◆ Goal of the exercise
Below are entries; print them exactly from the first line through the one containing "const EDGE_PARAM_TOLERANCE: f64 = 1e-9;".

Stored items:
++++++

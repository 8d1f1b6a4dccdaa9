//! Types shared between the host and the display-loop thread.

use std::sync::{Arc, Mutex};

use tsa_core::commands::DisplayCommand;
use tsa_core::primitives::DrawPrimitive;
use tsa_core::state::SimulationState;

/// Commands sent from the host to the display-loop thread.
#[derive(Debug)]
pub enum DisplayLoopCommand {
    /// A display command, applied at the next frame boundary.
    Display(DisplayCommand),
    /// Shut down the display loop gracefully.
    Shutdown,
}

/// One rendered frame: the snapshot it was built from and its draw list.
#[derive(Debug, Clone)]
pub struct Frame {
    pub state: Arc<SimulationState>,
    pub primitives: Vec<DrawPrimitive>,
}

/// Latest frame, shared with the display loop for synchronous polling.
pub type SharedFrame = Arc<Mutex<Option<Frame>>>;
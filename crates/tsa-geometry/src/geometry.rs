//! Planar primitives: side-of-line classification, infinite line vs.
//! rectangle clipping, and Graham-scan convex hulls.
//!
//! Every function here is total. Degenerate input produces documented
//! fallback geometry instead of an error.

use std::cmp::Ordering;

use tsa_core::constants::{DEGENERATE_LENGTH_EPSILON, INTERSECTION_DEDUP_EPSILON};
use tsa_core::types::{LineSegment, Point2D, Rect};

/// Edge parameter slack when accepting an intersection on a rectangle edge.
const EDGE_PARAM_TOLERANCE: f64 = 1e-9;

/// Cross product `(b - a) × (p - a)`.
///
/// Positive when `p` is left of the directed line `a → b` (in a y-up
/// frame), negative when right, zero when collinear.
pub fn side_of_line(a: Point2D, b: Point2D, p: Point2D) -> f64 {
    (b - a).perp_dot(p - a)
}

/// Clip the infinite line through `a` and `b` against `rect`.
///
/// Edges are tested in [`Rect::edges`] order and the first two distinct
/// hits (closer than 1e-6 counts as the same point) are returned in that
/// order. When fewer than two hits are found (line misses the rectangle,
/// is parallel to an edge at float precision, or `a == b`) the input
/// segment is returned unchanged.
pub fn line_rect_intersection(a: Point2D, b: Point2D, rect: &Rect) -> LineSegment {
    let dir = b - a;
    if dir.length() <= DEGENERATE_LENGTH_EPSILON {
        log::debug!("line_rect_intersection: degenerate line {a} -> {b}, not extending");
        return LineSegment::new(a, b);
    }

    let mut hits: Vec<Point2D> = Vec::with_capacity(2);
    for edge in rect.edges() {
        let Some(hit) = line_edge_intersection(a, dir, &edge) else {
            continue;
        };
        let duplicate = hits
            .iter()
            .any(|h| (h.x - hit.x).abs() < INTERSECTION_DEDUP_EPSILON
                && (h.y - hit.y).abs() < INTERSECTION_DEDUP_EPSILON);
        if !duplicate {
            hits.push(hit);
            if hits.len() == 2 {
                return LineSegment::new(hits[0], hits[1]);
            }
        }
    }

    log::debug!(
        "line_rect_intersection: {} hit(s) for {a} -> {b}, falling back to segment",
        hits.len()
    );
    LineSegment::new(a, b)
}

/// Intersection of the infinite line `origin + t·dir` with a finite edge.
fn line_edge_intersection(origin: Point2D, dir: Point2D, edge: &LineSegment) -> Option<Point2D> {
    let e = edge.direction();
    let denom = dir.perp_dot(e);
    if denom.abs() <= DEGENERATE_LENGTH_EPSILON * dir.length() * e.length() {
        return None;
    }

    let w = edge.a - origin;
    let u = w.perp_dot(dir) / denom;
    if !(-EDGE_PARAM_TOLERANCE..=1.0 + EDGE_PARAM_TOLERANCE).contains(&u) {
        return None;
    }
    Some(edge.a + e * u.clamp(0.0, 1.0))
}

/// Convex hull by Graham scan.
///
/// The pivot is the point with the lowest y (ties: lowest x); the rest
/// are swept in polar-angle order around it. Only strict left turns are
/// kept, so collinear points on the hull boundary are dropped. Fewer than
/// three input points are returned unchanged.
pub fn convex_hull(points: &[Point2D]) -> Vec<Point2D> {
    if points.len() < 3 {
        return points.to_vec();
    }

    let pivot_index = points
        .iter()
        .enumerate()
        .min_by(|(_, p), (_, q)| p.y.total_cmp(&q.y).then_with(|| p.x.total_cmp(&q.x)))
        .map(|(i, _)| i)
        .unwrap_or(0);
    let pivot = points[pivot_index];

    let mut rest: Vec<Point2D> = points
        .iter()
        .enumerate()
        .filter(|(i, _)| *i != pivot_index)
        .map(|(_, p)| *p)
        .collect();
    rest.sort_by(|p, q| polar_order(pivot, *p, *q));

    let mut hull: Vec<Point2D> = Vec::with_capacity(points.len());
    hull.push(pivot);
    for p in rest {
        while hull.len() >= 2 && side_of_line(hull[hull.len() - 2], hull[hull.len() - 1], p) <= 0.0 {
            hull.pop();
        }
        hull.push(p);
    }
    hull
}

/// Order by polar angle around `pivot`, nearer points first on ties.
fn polar_order(pivot: Point2D, p: Point2D, q: Point2D) -> Ordering {
    let dp = p - pivot;
    let dq = q - pivot;
    dp.y
        .atan2(dp.x)
        .total_cmp(&dq.y.atan2(dq.x))
        .then_with(|| dp.length_squared().total_cmp(&dq.length_squared()))
}

/// Unsigned perpendicular distance from `p` to the infinite line `a → b`.
///
/// Falls back to the point distance from `a` for a degenerate line.
pub fn perpendicular_distance(a: Point2D, b: Point2D, p: Point2D) -> f64 {
    let len = (b - a).length();
    if len <= DEGENERATE_LENGTH_EPSILON {
        return (p - a).length();
    }
    side_of_line(a, b, p).abs() / len
}
//! Host commands read as JSON lines.

use std::io::BufRead;
use std::sync::mpsc;

use tsa_core::commands::DisplayCommand;

use crate::state::DisplayLoopCommand;

/// Forward one `DisplayCommand` per JSON line until EOF.
///
/// Blank lines are skipped and malformed ones logged. At EOF a Shutdown
/// is sent when `shutdown_on_eof` is set. Returns early if the display
/// loop has gone away.
pub fn forward_commands<R: BufRead>(
    reader: R,
    cmd_tx: &mpsc::Sender<DisplayLoopCommand>,
    shutdown_on_eof: bool,
) {
    for line in reader.lines() {
        let line = match line {
            Ok(line) => line,
            Err(err) => {
                log::warn!("command input closed: {err}");
                break;
            }
        };
        if line.trim().is_empty() {
            continue;
        }
        match serde_json::from_str::<DisplayCommand>(&line) {
            Ok(cmd) => {
                if cmd_tx.send(DisplayLoopCommand::Display(cmd)).is_err() {
                    return;
                }
            }
            Err(err) => log::warn!("ignoring command {line:?}: {err}"),
        }
    }

    if shutdown_on_eof {
        log::info!("command input ended, shutting down");
        let _ = cmd_tx.send(DisplayLoopCommand::Shutdown);
    }
}
//! Geometry engine for the TSA tactical display.
//!
//! World/screen coordinate mapping, line and rectangle clipping,
//! convex hulls, tactical vector projection, and the clearance-aware
//! half-plane shading used to mark inactive sensor coverage.

pub mod geometry;
pub mod shading;
pub mod transform;
pub mod vectors;

pub use tsa_core as core;

// Re-export key types for convenience.
pub use geometry::{convex_hull, line_rect_intersection, side_of_line};
pub use shading::{ShadedRegion, ShadedRegionBuilder};
pub use transform::{AffineTransform, CoordinateTransform};
pub use vectors::{arrowhead_points, endpoint, project_vector, range_and_bearing, ScreenVector};

#[cfg(test)]
mod tests;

++++++

◆ Exercise output
repository 8d1f1b6a4dccdaa9
//! Types shared between the host and the display-loop thread.

use std::sync::{Arc, Mutex};

use tsa_core::commands::DisplayCommand;
use tsa_core::primitives::DrawPrimitive;
use tsa_core::state::SimulationState;

/// Commands sent from the host to the display-loop thread.
#[derive(Debug)]
pub enum DisplayLoopCommand {
    /// A display command, applied at the next frame boundary.
    Display(DisplayCommand),
    /// Shut down the display loop gracefully.
    Shutdown,
}

/// One rendered frame: the snapshot it was built from and its draw list.
#[derive(Debug, Clone)]
pub struct Frame {
    pub state: Arc<SimulationState>,
    pub primitives: Vec<DrawPrimitive>,
}

/// Latest frame, shared with the display loop for synchronous polling.
pub type SharedFrame = Arc<Mutex<Option<Frame>>>;
filename crates/tsa-geometry/src/geometry.rs
//! Planar primitives: side-of-line classification, infinite line vs.
//! rectangle clipping, and Graham-scan convex hulls.
//!
//! Every function here is total. Degenerate input produces documented
//! fallback geometry instead of an error.

use std::cmp::Ordering;

use tsa_core::constants::{DEGENERATE_LENGTH_EPSILON, INTERSECTION_DEDUP_EPSILON};
use tsa_core::types::{LineSegment, Point2D, Rect};

/// Edge parameter slack when accepting an intersection on a rectangle edge.
const EDGE_PARAM_TOLERANCE: f64 = 1e-9;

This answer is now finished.